Extracted records:

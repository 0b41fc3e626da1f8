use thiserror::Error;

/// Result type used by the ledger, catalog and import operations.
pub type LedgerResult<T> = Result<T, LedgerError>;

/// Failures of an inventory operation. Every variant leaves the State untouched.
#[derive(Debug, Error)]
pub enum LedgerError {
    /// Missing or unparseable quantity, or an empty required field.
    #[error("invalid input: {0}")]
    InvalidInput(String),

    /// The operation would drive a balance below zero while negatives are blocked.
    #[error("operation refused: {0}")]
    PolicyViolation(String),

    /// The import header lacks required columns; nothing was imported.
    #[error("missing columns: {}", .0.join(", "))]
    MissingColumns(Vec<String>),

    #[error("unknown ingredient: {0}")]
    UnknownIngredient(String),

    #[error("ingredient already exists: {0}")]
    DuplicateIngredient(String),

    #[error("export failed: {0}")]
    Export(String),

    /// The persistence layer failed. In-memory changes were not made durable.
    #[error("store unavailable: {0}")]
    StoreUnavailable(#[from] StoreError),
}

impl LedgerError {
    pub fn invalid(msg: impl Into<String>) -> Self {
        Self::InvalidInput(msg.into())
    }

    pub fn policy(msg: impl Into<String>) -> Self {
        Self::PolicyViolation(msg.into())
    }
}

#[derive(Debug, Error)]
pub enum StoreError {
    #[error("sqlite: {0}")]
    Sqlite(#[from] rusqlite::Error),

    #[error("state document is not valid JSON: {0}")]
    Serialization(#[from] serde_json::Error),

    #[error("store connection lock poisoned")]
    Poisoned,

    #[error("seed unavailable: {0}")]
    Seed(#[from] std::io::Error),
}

...

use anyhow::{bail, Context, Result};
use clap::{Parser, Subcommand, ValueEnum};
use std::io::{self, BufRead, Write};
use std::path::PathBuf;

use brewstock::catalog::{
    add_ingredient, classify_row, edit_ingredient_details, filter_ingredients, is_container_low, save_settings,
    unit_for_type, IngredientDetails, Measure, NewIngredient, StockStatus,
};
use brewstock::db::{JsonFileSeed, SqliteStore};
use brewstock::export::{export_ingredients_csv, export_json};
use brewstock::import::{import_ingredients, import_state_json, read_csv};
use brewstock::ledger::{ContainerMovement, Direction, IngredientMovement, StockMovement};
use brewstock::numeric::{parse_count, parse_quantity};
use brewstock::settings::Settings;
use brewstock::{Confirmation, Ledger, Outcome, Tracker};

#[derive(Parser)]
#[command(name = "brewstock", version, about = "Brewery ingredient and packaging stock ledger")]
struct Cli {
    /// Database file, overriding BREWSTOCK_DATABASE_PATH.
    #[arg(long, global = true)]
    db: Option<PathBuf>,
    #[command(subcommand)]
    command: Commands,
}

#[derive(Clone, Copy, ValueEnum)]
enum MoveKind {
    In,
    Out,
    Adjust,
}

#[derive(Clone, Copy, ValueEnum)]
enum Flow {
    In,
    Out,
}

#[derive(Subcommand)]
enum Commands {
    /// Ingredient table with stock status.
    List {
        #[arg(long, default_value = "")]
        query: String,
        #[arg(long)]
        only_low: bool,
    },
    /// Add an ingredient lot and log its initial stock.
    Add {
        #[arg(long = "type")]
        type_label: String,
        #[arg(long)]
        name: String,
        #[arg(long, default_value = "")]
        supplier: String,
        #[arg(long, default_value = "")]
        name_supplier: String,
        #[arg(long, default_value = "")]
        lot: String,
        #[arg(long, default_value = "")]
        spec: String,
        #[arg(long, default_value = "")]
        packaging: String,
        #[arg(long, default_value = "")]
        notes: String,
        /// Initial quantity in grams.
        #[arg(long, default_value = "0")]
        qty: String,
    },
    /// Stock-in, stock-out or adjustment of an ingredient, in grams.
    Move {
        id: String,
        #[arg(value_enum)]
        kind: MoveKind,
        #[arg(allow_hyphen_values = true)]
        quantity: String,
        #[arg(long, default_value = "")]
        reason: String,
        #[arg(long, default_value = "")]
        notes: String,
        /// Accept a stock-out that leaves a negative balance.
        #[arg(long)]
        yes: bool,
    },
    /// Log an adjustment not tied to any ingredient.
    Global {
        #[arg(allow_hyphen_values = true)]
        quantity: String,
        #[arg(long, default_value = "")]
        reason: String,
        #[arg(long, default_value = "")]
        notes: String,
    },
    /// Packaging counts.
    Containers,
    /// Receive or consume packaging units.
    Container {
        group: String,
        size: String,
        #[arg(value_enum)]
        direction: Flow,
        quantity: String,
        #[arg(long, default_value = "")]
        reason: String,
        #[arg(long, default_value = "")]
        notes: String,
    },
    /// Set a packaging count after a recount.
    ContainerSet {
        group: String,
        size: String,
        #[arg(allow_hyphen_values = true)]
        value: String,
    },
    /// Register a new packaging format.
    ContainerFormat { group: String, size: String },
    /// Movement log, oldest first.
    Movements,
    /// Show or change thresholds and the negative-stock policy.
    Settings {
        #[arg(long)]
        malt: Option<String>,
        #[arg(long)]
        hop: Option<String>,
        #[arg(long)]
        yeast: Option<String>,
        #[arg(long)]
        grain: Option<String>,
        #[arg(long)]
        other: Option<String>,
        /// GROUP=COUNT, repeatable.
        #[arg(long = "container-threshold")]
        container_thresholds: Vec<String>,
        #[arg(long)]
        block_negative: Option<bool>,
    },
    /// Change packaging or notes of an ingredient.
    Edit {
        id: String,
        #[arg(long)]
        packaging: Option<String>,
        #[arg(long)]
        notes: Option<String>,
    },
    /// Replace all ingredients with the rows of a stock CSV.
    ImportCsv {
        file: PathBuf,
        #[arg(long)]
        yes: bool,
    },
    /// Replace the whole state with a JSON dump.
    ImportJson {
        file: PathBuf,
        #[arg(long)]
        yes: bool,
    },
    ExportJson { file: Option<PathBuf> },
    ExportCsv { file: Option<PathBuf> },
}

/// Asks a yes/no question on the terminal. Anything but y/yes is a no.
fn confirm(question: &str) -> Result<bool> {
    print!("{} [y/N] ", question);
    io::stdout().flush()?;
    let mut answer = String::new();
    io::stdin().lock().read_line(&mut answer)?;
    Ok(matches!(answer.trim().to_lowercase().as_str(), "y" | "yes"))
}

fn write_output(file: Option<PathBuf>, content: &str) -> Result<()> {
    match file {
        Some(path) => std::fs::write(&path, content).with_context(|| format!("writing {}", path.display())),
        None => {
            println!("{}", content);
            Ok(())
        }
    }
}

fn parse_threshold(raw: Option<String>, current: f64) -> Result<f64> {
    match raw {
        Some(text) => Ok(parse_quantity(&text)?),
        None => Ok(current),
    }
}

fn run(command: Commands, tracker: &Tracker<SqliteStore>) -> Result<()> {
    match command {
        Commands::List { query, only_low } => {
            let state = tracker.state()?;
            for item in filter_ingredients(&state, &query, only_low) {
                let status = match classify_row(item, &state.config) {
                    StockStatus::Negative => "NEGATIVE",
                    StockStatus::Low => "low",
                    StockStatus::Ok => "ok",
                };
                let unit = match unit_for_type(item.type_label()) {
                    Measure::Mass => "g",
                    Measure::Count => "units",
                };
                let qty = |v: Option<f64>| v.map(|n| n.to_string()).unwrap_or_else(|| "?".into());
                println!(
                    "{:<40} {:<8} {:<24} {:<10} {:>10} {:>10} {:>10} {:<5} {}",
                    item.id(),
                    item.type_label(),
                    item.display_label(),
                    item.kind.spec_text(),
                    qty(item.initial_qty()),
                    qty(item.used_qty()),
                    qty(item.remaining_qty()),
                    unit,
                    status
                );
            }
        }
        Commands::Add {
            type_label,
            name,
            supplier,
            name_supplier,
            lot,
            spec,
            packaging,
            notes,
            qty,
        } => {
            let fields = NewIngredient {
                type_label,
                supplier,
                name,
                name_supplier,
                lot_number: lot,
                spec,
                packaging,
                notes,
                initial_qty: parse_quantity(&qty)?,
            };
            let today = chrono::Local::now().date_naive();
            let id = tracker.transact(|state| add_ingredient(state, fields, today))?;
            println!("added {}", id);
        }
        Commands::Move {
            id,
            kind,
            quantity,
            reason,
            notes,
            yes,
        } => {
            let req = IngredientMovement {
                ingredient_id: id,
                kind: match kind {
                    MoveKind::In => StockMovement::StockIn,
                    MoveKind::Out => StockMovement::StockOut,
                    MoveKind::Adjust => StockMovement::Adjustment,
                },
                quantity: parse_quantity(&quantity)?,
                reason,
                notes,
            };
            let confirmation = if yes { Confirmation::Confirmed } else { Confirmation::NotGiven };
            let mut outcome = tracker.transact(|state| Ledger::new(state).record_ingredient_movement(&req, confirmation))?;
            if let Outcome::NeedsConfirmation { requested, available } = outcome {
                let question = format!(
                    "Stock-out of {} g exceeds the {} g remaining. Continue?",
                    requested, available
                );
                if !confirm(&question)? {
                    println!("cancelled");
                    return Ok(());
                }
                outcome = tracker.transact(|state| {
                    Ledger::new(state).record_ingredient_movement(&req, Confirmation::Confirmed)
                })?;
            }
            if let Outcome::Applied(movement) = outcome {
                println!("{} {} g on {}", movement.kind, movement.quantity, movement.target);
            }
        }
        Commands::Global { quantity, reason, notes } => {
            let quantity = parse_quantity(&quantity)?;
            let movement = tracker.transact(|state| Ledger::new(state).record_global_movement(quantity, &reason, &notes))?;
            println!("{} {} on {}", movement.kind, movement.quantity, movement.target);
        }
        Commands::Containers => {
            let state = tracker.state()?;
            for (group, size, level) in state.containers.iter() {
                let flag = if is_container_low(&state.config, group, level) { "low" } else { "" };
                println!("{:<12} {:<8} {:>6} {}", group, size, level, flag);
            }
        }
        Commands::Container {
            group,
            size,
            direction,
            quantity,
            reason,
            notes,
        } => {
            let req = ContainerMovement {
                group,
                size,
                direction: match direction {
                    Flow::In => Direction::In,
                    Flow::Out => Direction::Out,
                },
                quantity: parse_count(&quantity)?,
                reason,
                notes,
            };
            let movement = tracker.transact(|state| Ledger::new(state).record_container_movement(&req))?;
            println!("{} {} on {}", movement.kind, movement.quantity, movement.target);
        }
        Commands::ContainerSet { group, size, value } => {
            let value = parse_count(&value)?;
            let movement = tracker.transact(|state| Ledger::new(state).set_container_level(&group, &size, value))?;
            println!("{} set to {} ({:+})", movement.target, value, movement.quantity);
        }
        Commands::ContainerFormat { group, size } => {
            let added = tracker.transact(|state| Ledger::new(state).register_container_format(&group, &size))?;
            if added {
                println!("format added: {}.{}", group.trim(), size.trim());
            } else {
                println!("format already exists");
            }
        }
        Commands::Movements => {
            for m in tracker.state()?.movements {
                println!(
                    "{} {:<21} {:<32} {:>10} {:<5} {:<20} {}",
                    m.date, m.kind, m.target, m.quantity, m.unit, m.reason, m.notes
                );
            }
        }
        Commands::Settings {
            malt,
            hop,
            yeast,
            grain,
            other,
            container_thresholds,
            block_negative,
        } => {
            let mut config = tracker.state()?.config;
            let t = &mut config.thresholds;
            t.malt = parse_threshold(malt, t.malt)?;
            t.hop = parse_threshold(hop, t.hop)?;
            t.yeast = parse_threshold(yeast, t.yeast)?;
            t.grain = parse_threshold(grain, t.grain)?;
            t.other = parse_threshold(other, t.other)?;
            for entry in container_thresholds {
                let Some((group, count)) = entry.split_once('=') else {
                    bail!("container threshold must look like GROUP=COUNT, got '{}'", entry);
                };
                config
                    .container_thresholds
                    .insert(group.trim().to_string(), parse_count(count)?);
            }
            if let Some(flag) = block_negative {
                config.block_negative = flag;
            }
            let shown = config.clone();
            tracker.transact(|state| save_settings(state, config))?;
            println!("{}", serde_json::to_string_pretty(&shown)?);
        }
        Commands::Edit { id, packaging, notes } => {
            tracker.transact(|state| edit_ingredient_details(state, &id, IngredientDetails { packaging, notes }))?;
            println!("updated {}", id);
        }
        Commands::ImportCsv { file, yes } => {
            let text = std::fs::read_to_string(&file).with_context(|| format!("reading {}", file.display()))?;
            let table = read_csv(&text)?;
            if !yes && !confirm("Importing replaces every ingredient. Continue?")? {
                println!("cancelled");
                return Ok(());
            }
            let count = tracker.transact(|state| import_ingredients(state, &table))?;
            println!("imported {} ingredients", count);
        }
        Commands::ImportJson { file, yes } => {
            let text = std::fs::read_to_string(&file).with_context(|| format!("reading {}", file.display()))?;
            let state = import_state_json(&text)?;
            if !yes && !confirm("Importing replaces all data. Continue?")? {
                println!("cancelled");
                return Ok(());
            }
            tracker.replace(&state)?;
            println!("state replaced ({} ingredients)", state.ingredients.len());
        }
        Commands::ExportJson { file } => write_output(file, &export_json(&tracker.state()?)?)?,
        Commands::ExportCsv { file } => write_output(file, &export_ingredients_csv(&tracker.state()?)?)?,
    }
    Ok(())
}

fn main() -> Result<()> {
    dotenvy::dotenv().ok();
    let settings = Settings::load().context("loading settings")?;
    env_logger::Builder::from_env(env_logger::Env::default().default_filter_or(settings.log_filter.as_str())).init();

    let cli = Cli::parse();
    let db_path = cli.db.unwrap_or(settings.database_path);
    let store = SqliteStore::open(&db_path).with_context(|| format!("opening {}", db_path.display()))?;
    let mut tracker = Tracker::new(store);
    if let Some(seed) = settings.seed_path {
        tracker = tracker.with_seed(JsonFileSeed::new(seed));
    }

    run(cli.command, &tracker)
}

Exercise instructions:
Each line above that carries the string "exists" has to be returned.

Result:
    #[error("ingredient already exists: {0}")]
                println!("format already exists");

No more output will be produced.